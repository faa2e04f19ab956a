//! Index file format
//!
//! The index (staging area) maps repository paths to the blobs that will make
//! up the next commit.
//!
//! ## File Format (Version 1)
//!
//! ```text
//! Header (12 bytes):
//!   - Signature: "KIDX" (4 bytes)
//!   - Version: 1 (4 bytes)
//!   - Entry count (4 bytes)
//!
//! Entries (variable length):
//!   - Path length, path, raw object id
//!
//! Checksum (20 bytes):
//!   - SHA-1 hash of all preceding bytes
//! ```

pub mod checksum;
pub mod index_entry;

/// Size of SHA-1 checksum in bytes
pub const CHECKSUM_SIZE: usize = 20;

/// Size of index header in bytes
pub const HEADER_SIZE: usize = 12; // 4 bytes for marker, 4 for version, 4 for entries_count

/// Magic signature identifying index files
pub const SIGNATURE: &str = "KIDX";

/// Index file format version
pub const VERSION: u32 = 1;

* _PROBLEM TO WORK ON_:
The material above is to be transcribed in full, exactly as it stands.

* _ANSWER SECTION_:
repository faa2e04f19ab956a
//! Index file format
//!
//! The index (staging area) maps repository paths to the blobs that will make
//! up the next commit.
//!
//! ## File Format (Version 1)
//!
//! ```text
//! Header (12 bytes):
//!   - Signature: "KIDX" (4 bytes)
//!   - Version: 1 (4 bytes)
//!   - Entry count (4 bytes)
//!
//! Entries (variable length):
//!   - Path length, path, raw object id
//!
//! Checksum (20 bytes):
//!   - SHA-1 hash of all preceding bytes
//! ```

pub mod checksum;
pub mod index_entry;

/// Size of SHA-1 checksum in bytes
pub const CHECKSUM_SIZE: usize = 20;

/// Size of index header in bytes
pub const HEADER_SIZE: usize = 12; // 4 bytes for marker, 4 for version, 4 for entries_count

/// Magic signature identifying index files
pub const SIGNATURE: &str = "KIDX";

/// Index file format version
pub const VERSION: u32 = 1;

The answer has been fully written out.